Magistrado ponente: Eugenio Fernández Carlier

Decreto 2591 de 1991Ley 906 de 2004

Radicado Nº 94267 EDUARDO GARCÍA URBINA EUGENIO FERNÁNDEZ CARLIER Magistrado Ponente STP15323-2017 Radicación Nº 94267 Acta 317 Bogotá D.C., veintiséis (26) de septiembre de dos mil diecisiete (2017). Procede la Sala a resolver la impugnación presentada por EDUARDO GARCÍA URBINA, contra la sentencia de tutela del 30 de agosto de 2017, proferida por la Sala Penal del Tribunal Superior de Cundinamarca, mediante la cual negó por improcedente el amparo de sus derechos fundamentales al debido proceso, vida, dignidad humana e igualdad, presuntamente vulnerados por el Juzgado 2º Penal del Circuito y Fiscalía 2ª Seccional de Funza, dentro del proceso penal que se adelanta en su contra por el delito de actos sexuales con menor de 14 años.
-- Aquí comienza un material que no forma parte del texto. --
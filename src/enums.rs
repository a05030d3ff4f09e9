use serde::{Serialize, Serializer};
use std::fmt;

/// Declares a closed set of wire strings.
///
/// `classify` maps an arbitrary string onto the set and returns `None` for
/// anything else; the host is free to send values this crate has never seen.
macro_rules! known_values {
    (
        $(#[$meta:meta])*
        $name:ident {
            $($(#[$vmeta:meta])* $variant:ident => $value:literal,)+
        }
    ) => {
        $(#[$meta])*
        #[derive(Debug, Clone, Copy, PartialEq, Eq, Hash)]
        pub enum $name {
            $($(#[$vmeta])* $variant,)+
        }

        impl $name {
            /// Every known value, in declaration order.
            pub const ALL: &'static [$name] = &[$($name::$variant,)+];

            /// The exact string used on the wire.
            pub fn as_str(self) -> &'static str {
                match self {
                    $($name::$variant => $value,)+
                }
            }

            /// Returns the known value matching `value`, or `None` if it is
            /// outside the set.
            pub fn classify(value: &str) -> Option<Self> {
                match value {
                    $($value => Some($name::$variant),)+
                    _ => None,
                }
            }
        }

        impl fmt::Display for $name {
            fn fmt(&self, f: &mut fmt::Formatter<'_>) -> fmt::Result {
                f.write_str(self.as_str())
            }
        }

        impl Serialize for $name {
            fn serialize<S: Serializer>(&self, serializer: S) -> Result<S::Ok, S::Error> {
                serializer.serialize_str(self.as_str())
            }
        }
    };
}

known_values! {
    /// Hook events the host can fire.
    HookEvent {
        SessionStart => "SessionStart",
        SessionEnd => "SessionEnd",
        UserPromptSubmit => "UserPromptSubmit",
        PreToolUse => "PreToolUse",
        PostToolUse => "PostToolUse",
        PostToolUseFailure => "PostToolUseFailure",
        PermissionRequest => "PermissionRequest",
        Notification => "Notification",
        SubagentStart => "SubagentStart",
        SubagentStop => "SubagentStop",
        Stop => "Stop",
        TeammateIdle => "TeammateIdle",
        TaskCompleted => "TaskCompleted",
        ConfigChange => "ConfigChange",
        PreCompact => "PreCompact",
    }
}

known_values! {
    /// Permission outcome for a tool call.
    PermissionDecision {
        Allow => "allow",
        Deny => "deny",
        Ask => "ask",
    }
}

known_values! {
    /// Top-level `decision` value on outputs that can veto.
    Decision {
        Block => "block",
    }
}

known_values! {
    PreCompactTrigger {
        Auto => "auto",
        Manual => "manual",
    }
}

known_values! {
    SessionStartSource {
        Startup => "startup",
        Resume => "resume",
        Clear => "clear",
        Compact => "compact",
    }
}

known_values! {
    SessionEndReason {
        Clear => "clear",
        Logout => "logout",
        PromptInputExit => "prompt_input_exit",
        Other => "other",
    }
}

known_values! {
    /// Permission mode reported in every envelope.
    PermissionMode {
        Default => "default",
        Plan => "plan",
        AcceptEdits => "acceptEdits",
        DontAsk => "dontAsk",
        BypassPermissions => "bypassPermissions",
    }
}

known_values! {
    /// Tools whose input has a typed schema out of the box.
    BuiltinToolName {
        Bash => "Bash",
        Write => "Write",
        Edit => "Edit",
        Read => "Read",
        Glob => "Glob",
        Grep => "Grep",
        WebFetch => "WebFetch",
        WebSearch => "WebSearch",
        Task => "Task",
        NotebookEdit => "NotebookEdit",
    }
}

known_values! {
    NotificationType {
        Info => "info",
        Warning => "warning",
        Error => "error",
        Success => "success",
    }
}

known_values! {
    ConfigChangeSource {
        User => "user",
        System => "system",
        Project => "project",
    }
}
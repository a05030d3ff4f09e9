use serde::{Deserialize, Serialize};
use serde_json::{Map, Value};

use super::{CommonOutput, Envelope};
use crate::enums::PreCompactTrigger;

#[derive(Debug, Clone, PartialEq, Deserialize)]
pub struct PreCompactInput {
    #[serde(flatten)]
    pub envelope: Envelope,
    pub trigger: String,
    /// Empty for automatic compaction.
    #[serde(alias = "customInstructions")]
    pub custom_instructions: String,
    #[serde(flatten)]
    pub extra: Map<String, Value>,
}

impl PreCompactInput {
    pub fn known_trigger(&self) -> Option<PreCompactTrigger> {
        PreCompactTrigger::classify(&self.trigger)
    }
}

#[derive(Debug, Clone, Default, PartialEq, Serialize)]
pub struct PreCompactOutput {
    #[serde(flatten)]
    pub common: CommonOutput,
}
//! Enemy/target entity
//!
//! One configurable type covers every enemy in the game: grunts, heavies,
//! tanks, boxers, and both bosses are [`SpawnSpec`] presets over the same
//! struct. Behavior differences are flags (`seeks_player`, `touch_damage`,
//! `can_shoot`), never subtypes.

use glam::Vec2;
use rand::Rng;
use rand_pcg::Pcg32;

use crate::presets::{SpawnSpec, TargetTier};
use crate::sim::projectile::{Owner, Payload, Projectile};
use crate::{FieldBounds, circles_overlap};

/// Base spawn velocity ranges (px/s), before per-spec scaling
const BASE_VX_RANGE: f32 = 70.0;
const BASE_VY_RANGE: f32 = 90.0;

/// Hit-flash display duration (ms)
pub const HIT_FLASH_MS: f64 = 400.0;

/// Ranged-attack sub-state. Present on every target, inert unless
/// `can_shoot` is set.
#[derive(Debug, Clone, Copy)]
pub struct RangedAttackState {
    pub cooldown_ms: f64,
    pub last_shot_ms: f64,
}

/// Hit-flash indicator state
#[derive(Debug, Clone, Copy, Default)]
pub struct HitFlash {
    pub active: bool,
    pub start_ms: f64,
}

/// Outcome of a damage application, for event emission
#[derive(Debug, Clone, Copy, PartialEq, Eq)]
pub enum DamageOutcome {
    /// Invincible or already dead; nothing changed
    Ignored,
    /// Took damage and survived
    Hit,
    Killed,
}

#[derive(Debug, Clone)]
pub struct Target {
    pub tier: TargetTier,
    pub pos: Vec2,
    pub vel: Vec2,
    pub radius: f32,
    pub hp: i32,
    pub max_hp: i32,
    pub alive: bool,
    pub seeks_player: bool,
    pub touch_damage: f32,
    pub can_shoot: bool,
    /// Steering acceleration (px/s^2). Additive: velocity is deliberately not
    /// renormalized, so prolonged steering builds speed (homing drift).
    pub steer_strength: f32,
    pub spawn_time_ms: f64,
    pub invincible_ms: f64,
    pub last_touch_ms: f64,
    pub ranged: RangedAttackState,
    pub hit_flash: HitFlash,
}

impl Target {
    /// Build a live target from a spawn preset, with seeded jitter
    pub fn from_spec(spec: &SpawnSpec, field: &FieldBounds, rng: &mut Pcg32, now_ms: f64) -> Self {
        let x = spec.x_frac * field.width;
        let y = spec.y_frac * field.height
            + if spec.y_jitter > 0.0 {
                rng.random_range(-spec.y_jitter..=spec.y_jitter)
            } else {
                0.0
            };
        let scale = if spec.vel_scale[0] < spec.vel_scale[1] {
            rng.random_range(spec.vel_scale[0]..spec.vel_scale[1])
        } else {
            spec.vel_scale[0]
        };
        let vx = rng.random_range(-BASE_VX_RANGE..BASE_VX_RANGE) * scale * spec.vx_factor;
        let vy = rng.random_range(-BASE_VY_RANGE..BASE_VY_RANGE) * scale * spec.vy_factor;
        let steer_strength = if !spec.seeks_player {
            0.0
        } else if spec.steer_range[0] < spec.steer_range[1] {
            rng.random_range(spec.steer_range[0]..spec.steer_range[1])
        } else {
            spec.steer_range[0]
        };
        Self {
            tier: spec.tier,
            pos: Vec2::new(x, y),
            vel: Vec2::new(vx, vy),
            radius: spec.radius,
            hp: spec.hp,
            max_hp: spec.hp,
            alive: true,
            seeks_player: spec.seeks_player,
            touch_damage: spec.touch_damage,
            can_shoot: spec.can_shoot,
            steer_strength,
            spawn_time_ms: now_ms,
            invincible_ms: spec.invincible_ms,
            last_touch_ms: 0.0,
            ranged: RangedAttackState {
                cooldown_ms: spec.shot_cooldown_ms,
                // First shot comes one full cooldown after spawn
                last_shot_ms: now_ms,
            },
            hit_flash: HitFlash::default(),
        }
    }

    /// Movement step: steering, integration, elastic boundary bounce.
    ///
    /// Bounces are perfectly elastic: position is clamped to the bound and
    /// the crossing velocity component is negated exactly, the other left
    /// unchanged. The top bound is the HUD margin, not y = 0.
    pub fn update(&mut self, dt: f32, now_ms: f64, field: &FieldBounds, player_pos: Option<Vec2>) {
        if self.seeks_player
            && let Some(target) = player_pos
        {
            let delta = target - self.pos;
            if delta.length_squared() > 0.0 {
                self.vel += delta.normalize() * self.steer_strength * dt;
            }
        }

        self.pos += self.vel * dt;

        if self.pos.x - self.radius < 0.0 {
            self.pos.x = self.radius;
            self.vel.x = -self.vel.x;
        } else if self.pos.x + self.radius > field.width {
            self.pos.x = field.width - self.radius;
            self.vel.x = -self.vel.x;
        }
        if self.pos.y - self.radius < field.hud_height {
            self.pos.y = field.hud_height + self.radius;
            self.vel.y = -self.vel.y;
        } else if self.pos.y + self.radius > field.height {
            self.pos.y = field.height - self.radius;
            self.vel.y = -self.vel.y;
        }

        if self.hit_flash.active && now_ms - self.hit_flash.start_ms >= HIT_FLASH_MS {
            self.hit_flash.active = false;
        }
    }

    /// Spawn-protection check: invincible targets take no damage but still
    /// move, steer, and render
    #[inline]
    pub fn is_invincible(&self, now_ms: f64) -> bool {
        now_ms - self.spawn_time_ms < self.invincible_ms
    }

    /// Apply projectile or melee damage.
    ///
    /// A `Special` payload bypasses `amount` and kills instantly. Damage to
    /// an invincible or dead target is a silent no-op; the dead transition is
    /// one-directional.
    pub fn apply_damage(&mut self, amount: i32, payload: Payload, now_ms: f64) -> DamageOutcome {
        if !self.alive || self.is_invincible(now_ms) {
            return DamageOutcome::Ignored;
        }
        match payload {
            Payload::Special => self.hp = 0,
            Payload::Normal => self.hp -= amount,
        }
        if self.hp <= 0 {
            self.hp = self.hp.min(0);
            self.alive = false;
            DamageOutcome::Killed
        } else {
            self.hit_flash.active = true;
            self.hit_flash.start_ms = now_ms;
            DamageOutcome::Hit
        }
    }

    /// Ranged-attack attempt. Fires at most once per cooldown, toward the
    /// player's current position, only when not invincible.
    pub fn try_fire(
        &mut self,
        now_ms: f64,
        player_pos: Option<Vec2>,
        bullet_speed: f32,
        bullet_radius: f32,
    ) -> Option<Projectile> {
        if !self.can_shoot || !self.alive || self.is_invincible(now_ms) {
            return None;
        }
        let target = player_pos?;
        if now_ms - self.ranged.last_shot_ms <= self.ranged.cooldown_ms {
            return None;
        }
        self.ranged.last_shot_ms = now_ms;
        Projectile::spawn(self.pos, target, bullet_speed, bullet_radius, Owner::Enemy, Payload::Normal)
    }

    /// Touch/melee check against the player's hit circle.
    ///
    /// Each target rate-limits its own contact hits independently; returns
    /// the half-lives to subtract when a hit lands.
    pub fn try_touch(
        &mut self,
        now_ms: f64,
        player_pos: Vec2,
        player_radius: f32,
        interval_ms: f64,
    ) -> Option<i32> {
        if !self.alive || self.touch_damage <= 0.0 {
            return None;
        }
        if !circles_overlap(self.pos, self.radius, player_pos, player_radius) {
            return None;
        }
        if now_ms - self.last_touch_ms <= interval_ms {
            return None;
        }
        self.last_touch_ms = now_ms;
        Some((self.touch_damage * 2.0).round() as i32)
    }
}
ANTECEDENTES Fueron delimitados por el Tribunal A quo en los siguientes términos: Manifiesta el accionante que se encuentra detenido en la cárcel del municipio de Funza, desde el 30 de agosto de 2012, y en consecuencia, han transcurrido 1795 días sin que se haya proferido condena en su contra por parte de alguno de los entes accionados (sic).

Señala que se constituye en componente de su derecho fundamental al debido proceso, el adelantamiento del mismo sin dilaciones injustificadas, en la medida que la prolongación de la detención preventiva durante un lapso que coincida con el término de la pena, desvirtúa la medida cautelar, para convertirla en el cumplimiento anticipado de la sanción penal con evidente menoscaba del principio de presunción de inocencia. Pretensiones: Solicita el accionante se conceda la protección a su derecho al debido proceso y en consecuencia se ordene a las accionadas que en el término improrrogable a las 48 horas, disponga su libertad.
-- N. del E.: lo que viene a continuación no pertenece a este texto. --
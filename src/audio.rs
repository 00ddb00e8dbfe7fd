//! Audio cue routing
//!
//! Maps simulation events to sound effects and forwards them to whatever
//! output backend the shell provides. The simulation never touches this;
//! the shell drains the event queue and feeds it through an [`AudioMixer`].

use crate::sim::GameEvent;

/// Sound effect types
#[derive(Debug, Clone, Copy, PartialEq, Eq)]
pub enum SoundEffect {
    Gunshot,
    /// Trigger pulled on an empty magazine
    DryClick,
    ReloadStart,
    ReloadDone,
    EnemyHit,
    EnemyDown,
    EnemyGunshot,
    PlayerGrunt,
    /// Special shot became available
    SpecialReady,
    SpecialShot,
    Explosion,
    LevelJingle,
    LevelClear,
    /// Hidden wave discovered
    SecretSting,
    FocusWhoosh,
    DefeatJingle,
    VictoryJingle,
}

/// Cue for a simulation event
pub fn sound_for(event: &GameEvent) -> SoundEffect {
    match event {
        GameEvent::ShotFired => SoundEffect::Gunshot,
        GameEvent::DryFire => SoundEffect::DryClick,
        GameEvent::ReloadStarted => SoundEffect::ReloadStart,
        GameEvent::ReloadFinished => SoundEffect::ReloadDone,
        GameEvent::TargetHit { .. } => SoundEffect::EnemyHit,
        GameEvent::TargetDestroyed { .. } => SoundEffect::EnemyDown,
        GameEvent::EnemyShot { .. } => SoundEffect::EnemyGunshot,
        GameEvent::PlayerHit => SoundEffect::PlayerGrunt,
        GameEvent::SpecialUnlocked => SoundEffect::SpecialReady,
        GameEvent::SpecialFired => SoundEffect::SpecialShot,
        GameEvent::SpecialExplosion { .. } => SoundEffect::Explosion,
        GameEvent::LevelStarted { .. } => SoundEffect::LevelJingle,
        GameEvent::LevelCompleted { .. } => SoundEffect::LevelClear,
        GameEvent::EasterEggTriggered => SoundEffect::SecretSting,
        GameEvent::EasterEggWon => SoundEffect::VictoryJingle,
        GameEvent::EasterEggLost => SoundEffect::DefeatJingle,
        GameEvent::FocusActivated => SoundEffect::FocusWhoosh,
        GameEvent::GameOver => SoundEffect::DefeatJingle,
        GameEvent::Victory => SoundEffect::VictoryJingle,
    }
}

/// Output backend. Implemented by the platform shell; a headless run uses
/// [`NullSink`].
pub trait AudioSink {
    fn play(&mut self, effect: SoundEffect, volume: f32);
}

/// Discards every cue
#[derive(Debug, Default)]
pub struct NullSink;

impl AudioSink for NullSink {
    fn play(&mut self, _effect: SoundEffect, _volume: f32) {}
}

/// Volume and mute control in front of a sink
pub struct AudioMixer<S: AudioSink> {
    sink: S,
    master_volume: f32,
    sfx_volume: f32,
    muted: bool,
}

impl<S: AudioSink> AudioMixer<S> {
    pub fn new(sink: S) -> Self {
        Self { sink, master_volume: 0.8, sfx_volume: 1.0, muted: false }
    }

    /// Set master volume (0.0 - 1.0)
    pub fn set_master_volume(&mut self, vol: f32) {
        self.master_volume = vol.clamp(0.0, 1.0);
    }

    /// Set SFX volume (0.0 - 1.0)
    pub fn set_sfx_volume(&mut self, vol: f32) {
        self.sfx_volume = vol.clamp(0.0, 1.0);
    }

    pub fn set_muted(&mut self, muted: bool) {
        self.muted = muted;
    }

    fn effective_volume(&self) -> f32 {
        if self.muted { 0.0 } else { self.master_volume * self.sfx_volume }
    }

    /// Route one frame's drained events to the sink
    pub fn handle(&mut self, events: &[GameEvent]) {
        let vol = self.effective_volume();
        if vol <= 0.0 {
            return;
        }
        for event in events {
            self.sink.play(sound_for(event), vol);
        }
    }
}

#[cfg(test)]
mod tests {
    use super::*;
    use crate::presets::TargetTier;

    #[derive(Default)]
    struct RecordingSink {
        played: Vec<(SoundEffect, f32)>,
    }

    impl AudioSink for RecordingSink {
        fn play(&mut self, effect: SoundEffect, volume: f32) {
            self.played.push((effect, volume));
        }
    }

    #[test]
    fn test_combat_events_map_to_cues() {
        assert_eq!(sound_for(&GameEvent::ShotFired), SoundEffect::Gunshot);
        assert_eq!(
            sound_for(&GameEvent::TargetDestroyed { tier: TargetTier::Boss }),
            SoundEffect::EnemyDown
        );
        assert_eq!(sound_for(&GameEvent::EasterEggTriggered), SoundEffect::SecretSting);
        assert_eq!(sound_for(&GameEvent::GameOver), SoundEffect::DefeatJingle);
    }

    #[test]
    fn test_mixer_applies_volume() {
        let mut mixer = AudioMixer::new(RecordingSink::default());
        mixer.set_master_volume(0.5);
        mixer.set_sfx_volume(0.5);
        mixer.handle(&[GameEvent::ShotFired, GameEvent::PlayerHit]);
        assert_eq!(mixer.sink.played.len(), 2);
        assert!((mixer.sink.played[0].1 - 0.25).abs() < 1e-6);
    }

    #[test]
    fn test_mixer_mute_silences_everything() {
        let mut mixer = AudioMixer::new(RecordingSink::default());
        mixer.set_muted(true);
        mixer.handle(&[GameEvent::ShotFired]);
        assert!(mixer.sink.played.is_empty());
    }
}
TRÁMITE EN PRIMERA INSTANCIA Avocado el conocimiento del asunto, la Sala Penal del Tribunal Superior de Cundinamarca ordenó correr traslado a las accionadas para que ejercieran el derecho de contradicción, obteniéndose las siguientes respuestas. 1. El Fiscal 2º Seccional de Funza Cundinamarca, refirió que han sido los aplazamientos efectuados por el propio accionante y su defensor los que han contribuido en que no se haya culminado el juicio oral, el cual se encuentra en la etapa probatoria a la espera de practicar las pruebas decretadas a la defensa.

De otra parte, indicó que la tutela no es el mecanismo idóneo para solicitar la libertad por los ciudadanos en condiciones de privación de la libertad, en razón que para ello deberán ejercer las acciones pertinentes ante los jueces competentes para ello, esto es, a través de la solicitud de revocatoria de la detención preventiva o la libertad por vencimiento de términos. 2.

El titular del Juzgado 2º Penal del Circuito de Conocimiento de Funza Cundinamarca, hizo una síntesis de la actuación procesal que se ha adelantado dentro del proceso penal que se sigue en su despacho contra el actor quien fuera acusado por el delito de actos sexuales con menor de 14 años, en concurso homogéneo y sucesivo, aclarando que se está a la espera de culminar la audiencia de juicio oral.

LA SENTENCIA IMPUGNADA El 30 de agosto de 2017 la Sala Penal del Tribunal Superior de Cundinamarca negó el amparo solicitado, al considerar que el actor no ha agotado todos los recursos o medios ordinarios para la defensa de las garantías reclamadas, pues cuenta con el proceso penal para solicitar la libertad si considera que los términos para ser juzgado se encuentran vencidos o en su defecto que la medida de aseguramiento que pesa en su contra de debe ser sustituida o revocada.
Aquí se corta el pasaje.